//! Fiber scheduling
//!
//! Switching is a take/put on the heap slot: the running fiber's body is
//! moved out of its `ObjData::Fiber` slot into [`Running`] and moved back
//! when it yields, finishes or is preempted. A fiber that hands control to
//! another is `Waiting` and is resumed when that fiber leaves.

use crate::error::VmError;
use crate::events::Event;
use crate::object::{FiberKind, FiberState, ObjData, ObjFiber};
use crate::value::{ObjRef, Value};
use crate::vm::{CallFrame, Running, Stack, VM};
use std::time::Duration;
use tracing::debug;

impl VM {
    /// Allocate a fiber whose stack is `[function, args...]` with one frame
    pub(crate) fn new_fiber(
        &mut self,
        kind: FiberKind,
        function: ObjRef,
        args: &[Value],
        module: Option<ObjRef>,
    ) -> Result<ObjRef, VmError> {
        let (chunk, scope) = {
            let f = self.heap.function(function)?;
            (f.chunk.clone(), f.module)
        };

        let mut fiber = ObjFiber::new(kind, Stack::new(self.config.stack_slots()));
        fiber.stack.push(Value::object(function))?;
        for arg in args {
            fiber.stack.push(*arg)?;
        }
        fiber.frames.push(CallFrame::new(function, chunk, 0, scope));
        fiber.module = module;

        Ok(self.heap.alloc(ObjData::Fiber(Some(Box::new(fiber)))))
    }

    pub(crate) fn fiber_state(&self, id: ObjRef) -> Option<FiberState> {
        if let Some(running) = &self.running {
            if running.id == id {
                return Some(running.fiber.state);
            }
        }
        match &self.heap.get(id).ok()?.data {
            ObjData::Fiber(Some(body)) => Some(body.state),
            _ => None,
        }
    }

    /// Take a parked fiber's body out of the heap and make it current
    fn enter(&mut self, id: ObjRef) -> Result<(), VmError> {
        let mut fiber = self
            .heap
            .mutate(id, |obj| match &mut obj.data {
                ObjData::Fiber(body) => body.take(),
                _ => None,
            })?
            .ok_or_else(|| VmError::Runtime("fiber cannot be resumed".into()))?;

        fiber.state = FiberState::Running;
        let accounted = fiber.footprint();
        self.heap.reallocate(0, accounted);
        self.running = Some(Running {
            id,
            fiber,
            accounted,
        });
        Ok(())
    }

    /// Park the running fiber back in its heap slot
    fn leave(&mut self, state: FiberState) -> Result<(), VmError> {
        let Some(Running {
            id,
            mut fiber,
            accounted,
        }) = self.running.take()
        else {
            return Ok(());
        };

        fiber.state = state;
        if state == FiberState::Done {
            fiber.stack.truncate(0);
            fiber.frames.clear();
        }
        self.heap.reallocate(accounted, 0);
        self.heap.mutate(id, move |obj| {
            if let ObjData::Fiber(slot) = &mut obj.data {
                *slot = Some(fiber);
            }
        })
    }

    /// Switch to `target`, leaving the current fiber (if any) waiting on it
    pub(crate) fn resume_fiber(&mut self, target: ObjRef) -> Result<(), VmError> {
        match self.fiber_state(target) {
            Some(FiberState::Ready | FiberState::Suspended) => {}
            state => {
                debug!(fiber = ?target, ?state, "fiber is not resumable, ignoring");
                return Ok(());
            }
        }

        let current = self.running.as_ref().map(|running| running.id);
        if current.is_some() {
            self.leave(FiberState::Waiting)?;
        }
        self.enter(target)?;
        self.fiber_mut()?.caller = current;
        Ok(())
    }

    /// Leave the running fiber in `state` and wake its caller if it is waiting
    fn return_to_caller(&mut self, state: FiberState) -> Result<(), VmError> {
        let caller = self
            .running
            .as_ref()
            .and_then(|running| running.fiber.caller);
        self.leave(state)?;

        if let Some(caller) = caller {
            if self.fiber_state(caller) == Some(FiberState::Waiting) {
                self.enter(caller)?;
            }
        }
        Ok(())
    }

    /// Suspend the running fiber until `delay` has passed
    pub(crate) fn park_running(&mut self, delay: Duration) -> Result<(), VmError> {
        let id = self.running_id()?;
        self.timers.start(delay, id);
        debug!(fiber = ?id, ?delay, "fiber parked on timer");
        self.return_to_caller(FiberState::Suspended)
    }

    /// The running fiber returned from its outermost frame
    pub(crate) fn finish_running(&mut self) -> Result<(), VmError> {
        let (id, kind, module) = {
            let running = self.running.as_ref().ok_or_else(|| {
                VmError::Runtime("no fiber is running".into())
            })?;
            (running.id, running.fiber.kind, running.fiber.module)
        };

        if kind == FiberKind::Module {
            if let Some(module) = module {
                self.complete_module(module)?;
            }
        }
        if self.root_fiber == Some(id) {
            self.root_fiber = None;
        }
        debug!(fiber = ?id, ?kind, "fiber finished");
        self.return_to_caller(FiberState::Done)
    }

    /// Replace the call region of an async function with nil and queue a fiber for it
    pub(crate) fn spawn_async(&mut self, function: ObjRef, argc: usize) -> Result<(), VmError> {
        let current = self.running_id()?;
        let stack = &mut self.fiber_mut()?.stack;
        let args = stack.top_slice(argc)?;
        let base = stack.len() - argc - 1;
        stack.truncate(base);
        stack.push(Value::NIL)?;

        let spawned = self.new_fiber(FiberKind::Async, function, &args, None)?;
        self.heap.mutate(spawned, |obj| {
            if let ObjData::Fiber(Some(body)) = &mut obj.data {
                body.caller = Some(current);
            }
        })?;
        self.ready.push_back(spawned);
        debug!(fiber = ?spawned, "spawned async fiber");
        Ok(())
    }

    /// Start the oldest ready fiber; `false` if there was none
    pub(crate) fn start_next_ready(&mut self) -> Result<bool, VmError> {
        while let Some(fiber) = self.ready.pop_front() {
            if self.fiber_state(fiber) == Some(FiberState::Ready) {
                self.resume_fiber(fiber)?;
                return Ok(true);
            }
        }
        Ok(false)
    }

    pub(crate) fn handle_event(&mut self, event: Event) -> Result<(), VmError> {
        match event {
            Event::ResumeFiber(fiber) => {
                debug!(?fiber, "timer fired");
                self.resume_fiber(fiber)
            }
            Event::CollectGarbage => {
                self.collect_garbage();
                Ok(())
            }
        }
    }
}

----------

-- Work task --
Return the full listing, word for word.

-- Result of the task --
//! Fiber scheduling
//!
//! Switching is a take/put on the heap slot: the running fiber's body is
//! moved out of its `ObjData::Fiber` slot into [`Running`] and moved back
//! when it yields, finishes or is preempted. A fiber that hands control to
//! another is `Waiting` and is resumed when that fiber leaves.

use crate::error::VmError;
use crate::events::Event;
use crate::object::{FiberKind, FiberState, ObjData, ObjFiber};
use crate::value::{ObjRef, Value};
use crate::vm::{CallFrame, Running, Stack, VM};
use std::time::Duration;
use tracing::debug;

impl VM {
    /// Allocate a fiber whose stack is `[function, args...]` with one frame
    pub(crate) fn new_fiber(
        &mut self,
        kind: FiberKind,
        function: ObjRef,
        args: &[Value],
        module: Option<ObjRef>,
    ) -> Result<ObjRef, VmError> {
        let (chunk, scope) = {
            let f = self.heap.function(function)?;
            (f.chunk.clone(), f.module)
        };

        let mut fiber = ObjFiber::new(kind, Stack::new(self.config.stack_slots()));
        fiber.stack.push(Value::object(function))?;
        for arg in args {
            fiber.stack.push(*arg)?;
        }
        fiber.frames.push(CallFrame::new(function, chunk, 0, scope));
        fiber.module = module;

        Ok(self.heap.alloc(ObjData::Fiber(Some(Box::new(fiber)))))
    }

    pub(crate) fn fiber_state(&self, id: ObjRef) -> Option<FiberState> {
        if let Some(running) = &self.running {
            if running.id == id {
                return Some(running.fiber.state);
            }
        }
        match &self.heap.get(id).ok()?.data {
            ObjData::Fiber(Some(body)) => Some(body.state),
            _ => None,
        }
    }

    /// Take a parked fiber's body out of the heap and make it current
    fn enter(&mut self, id: ObjRef) -> Result<(), VmError> {
        let mut fiber = self
            .heap
            .mutate(id, |obj| match &mut obj.data {
                ObjData::Fiber(body) => body.take(),
                _ => None,
            })?
            .ok_or_else(|| VmError::Runtime("fiber cannot be resumed".into()))?;

        fiber.state = FiberState::Running;
        let accounted = fiber.footprint();
        self.heap.reallocate(0, accounted);
        self.running = Some(Running {
            id,
            fiber,
            accounted,
        });
        Ok(())
    }

    /// Park the running fiber back in its heap slot
    fn leave(&mut self, state: FiberState) -> Result<(), VmError> {
        let Some(Running {
            id,
            mut fiber,
            accounted,
        }) = self.running.take()
        else {
            return Ok(());
        };

        fiber.state = state;
        if state == FiberState::Done {
            fiber.stack.truncate(0);
            fiber.frames.clear();
        }
        self.heap.reallocate(accounted, 0);
        self.heap.mutate(id, move |obj| {
            if let ObjData::Fiber(slot) = &mut obj.data {
                *slot = Some(fiber);
            }
        })
    }

    /// Switch to `target`, leaving the current fiber (if any) waiting on it
    pub(crate) fn resume_fiber(&mut self, target: ObjRef) -> Result<(), VmError> {
        match self.fiber_state(target) {
            Some(FiberState::Ready | FiberState::Suspended) => {}
            state => {
                debug!(fiber = ?target, ?state, "fiber is not resumable, ignoring");
                return Ok(());
            }
        }

        let current = self.running.as_ref().map(|running| running.id);
        if current.is_some() {
            self.leave(FiberState::Waiting)?;
        }
        self.enter(target)?;
        self.fiber_mut()?.caller = current;
        Ok(())
    }

    /// Leave the running fiber in `state` and wake its caller if it is waiting
    fn return_to_caller(&mut self, state: FiberState) -> Result<(), VmError> {
        let caller = self
            .running
            .as_ref()
            .and_then(|running| running.fiber.caller);
        self.leave(state)?;

        if let Some(caller) = caller {
            if self.fiber_state(caller) == Some(FiberState::Waiting) {
                self.enter(caller)?;
            }
        }
        Ok(())
    }

    /// Suspend the running fiber until `delay` has passed
    pub(crate) fn park_running(&mut self, delay: Duration) -> Result<(), VmError> {
        let id = self.running_id()?;
        self.timers.start(delay, id);
        debug!(fiber = ?id, ?delay, "fiber parked on timer");
        self.return_to_caller(FiberState::Suspended)
    }

    /// The running fiber returned from its outermost frame
    pub(crate) fn finish_running(&mut self) -> Result<(), VmError> {
        let (id, kind, module) = {
            let running = self.running.as_ref().ok_or_else(|| {
                VmError::Runtime("no fiber is running".into())
            })?;
            (running.id, running.fiber.kind, running.fiber.module)
        };

        if kind == FiberKind::Module {
            if let Some(module) = module {
                self.complete_module(module)?;
            }
        }
        if self.root_fiber == Some(id) {
            self.root_fiber = None;
        }
        debug!(fiber = ?id, ?kind, "fiber finished");
        self.return_to_caller(FiberState::Done)
    }

    /// Replace the call region of an async function with nil and queue a fiber for it
    pub(crate) fn spawn_async(&mut self, function: ObjRef, argc: usize) -> Result<(), VmError> {
        let current = self.running_id()?;
        let stack = &mut self.fiber_mut()?.stack;
        let args = stack.top_slice(argc)?;
        let base = stack.len() - argc - 1;
        stack.truncate(base);
        stack.push(Value::NIL)?;

        let spawned = self.new_fiber(FiberKind::Async, function, &args, None)?;
        self.heap.mutate(spawned, |obj| {
            if let ObjData::Fiber(Some(body)) = &mut obj.data {
                body.caller = Some(current);
            }
        })?;
        self.ready.push_back(spawned);
        debug!(fiber = ?spawned, "spawned async fiber");
        Ok(())
    }

    /// Start the oldest ready fiber; `false` if there was none
    pub(crate) fn start_next_ready(&mut self) -> Result<bool, VmError> {
        while let Some(fiber) = self.ready.pop_front() {
            if self.fiber_state(fiber) == Some(FiberState::Ready) {
                self.resume_fiber(fiber)?;
                return Ok(true);
            }
        }
        Ok(false)
    }

    pub(crate) fn handle_event(&mut self, event: Event) -> Result<(), VmError> {
        match event {
            Event::ResumeFiber(fiber) => {
                debug!(?fiber, "timer fired");
                self.resume_fiber(fiber)
            }
            Event::CollectGarbage => {
                self.collect_garbage();
                Ok(())
            }
        }
    }
}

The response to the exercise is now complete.